● **EXERCISE PROMPT**
Locate each line in the records containing "HashMap". Copy it.
===== INFORMATION =====
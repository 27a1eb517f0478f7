//! Compilation context
//!
//! One [`Context`] owns every piece of shared state of a compilation unit:
//! the AST arena, the scope/symbol arenas, the type registry, the active
//! grammar and the preprocessor environment. Everything is threaded through
//! it explicitly; there is no global state and no locking (the compiler is
//! single-threaded by design).

use crate::ast::Ast;
use crate::errors::CompileError;
use crate::grammar::Grammar;
use crate::preprocessor::PpState;
use crate::scope::Scopes;
use crate::types::TypeRegistry;

/// Compilation pragmas togglable from the preprocessor
#[derive(Debug, Clone)]
pub struct Pragmas {
    /// Disable the garbage collector (no GC root registration is emitted)
    pub nogc: bool,
    /// Disable runtime checks (array bounds, casts)
    pub nochecks: bool,
}

impl Default for Pragmas {
    fn default() -> Self {
        Self { nogc: false, nochecks: false }
    }
}

/// All shared state of one compilation unit
pub struct Context {
    pub filename: String,
    pub source: String,
    pub ast: Ast,
    pub scopes: Scopes,
    pub types: TypeRegistry,
    pub grammar: Grammar,
    pub pragmas: Pragmas,
    pub pp: PpState,
    /// Semantic errors collected per statement boundary
    pub errors: Vec<CompileError>,
    unique_counter: u32,
}

impl Context {
    pub fn new(filename: impl Into<String>, source: impl Into<String>) -> Self {
        Self {
            filename: filename.into(),
            source: source.into(),
            ast: Ast::new(),
            scopes: Scopes::new(),
            types: TypeRegistry::new(),
            grammar: Grammar::new(),
            pragmas: Pragmas::default(),
            pp: PpState::default(),
            errors: Vec::new(),
            unique_counter: 0,
        }
    }

    /// Mint a unique lowered name (temporaries, continue labels, ...)
    pub fn unique_name(&mut self, prefix: &str) -> String {
        self.unique_counter += 1;
        format!("{}_{}", prefix, self.unique_counter)
    }

    pub fn add_error(&mut self, error: CompileError) {
        self.errors.push(error);
    }

    /// Render all collected errors against this unit's source
    pub fn render_errors(&self) -> String {
        self.errors
            .iter()
            .map(|e| e.render(&self.filename, &self.source))
            .collect::<Vec<_>>()
            .join("\n")
    }
}

#[cfg(test)]
mod tests {
    use super::*;

    #[test]
    fn test_unique_names_are_unique() {
        let mut ctx = Context::new("t.nelua", "");
        let a = ctx.unique_name("tmp");
        let b = ctx.unique_name("tmp");
        assert_ne!(a, b);
    }
}
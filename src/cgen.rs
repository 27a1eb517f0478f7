//! C emitter
//!
//! Lowers the fully-analyzed AST to one portable C translation unit. The
//! output is two concatenated sections: declarations (types, prototypes,
//! globals, runtime helpers) and definitions (function bodies plus `main`).
//! The declaration section is an ordered list so a type can be inserted at
//! a computed position after everything it depends on; records get a
//! forward typedef first, which keeps self-referential pointer fields legal.
//!
//! Every exit path of a scope (fallthrough, `return`, `break`, `continue`,
//! `goto` leaving it) materializes destructor calls for the scope's
//! destroyable symbols in reverse declaration order, followed by its defer
//! blocks in reverse registration order; `return` walks parent scopes up to
//! the enclosing function.

use crate::analyzer::Analysis;
use crate::ast::{CompVal, NodeData, NodeId, Tag};
use crate::context::Context;
use crate::errors::{CompileError, CompileResult};
use crate::scope::{ScopeId, ScopeKind, Storage, SymbolId};
use crate::types::{TypeId, TypeKind};
use std::collections::{BTreeSet, HashMap, HashSet};
use std::fmt::Write as _;

/// Emit the C translation unit for an analyzed compilation unit.
/// `cache_hash` lands in the one-line header the toolchain driver uses for
/// artifact reuse.
pub fn generate(
    ctx: &Context,
    analysis: &Analysis,
    root: NodeId,
    cache_hash: &str,
) -> CompileResult<String> {
    let mut cgen = CGen {
        ctx,
        analysis,
        includes: BTreeSet::new(),
        decls: Vec::new(),
        defs: Vec::new(),
        emitted_types: HashMap::new(),
        helpers: HashSet::new(),
        scope_stack: vec![ctx.scopes.root()],
        main_body: String::new(),
        indent: 1,
        tmp_counter: 0,
    };
    cgen.emit_unit(root)?;
    Ok(cgen.finish(cache_hash))
}

/// Emission state of a type in the declaration list
#[derive(Clone, Copy, PartialEq)]
enum TypeState {
    Forward,
    Done,
}

struct CGen<'a> {
    ctx: &'a Context,
    analysis: &'a Analysis,
    includes: BTreeSet<&'static str>,
    /// Ordered declarations; types are inserted at computed positions
    decls: Vec<String>,
    defs: Vec<String>,
    emitted_types: HashMap<TypeId, TypeState>,
    helpers: HashSet<&'static str>,
    scope_stack: Vec<ScopeId>,
    main_body: String,
    indent: usize,
    tmp_counter: u32,
}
=====
● **PROBLEM SOLUTION**
use std::collections::{BTreeSet, HashMap, HashSet};
        emitted_types: HashMap::new(),
    emitted_types: HashMap<TypeId, TypeState>,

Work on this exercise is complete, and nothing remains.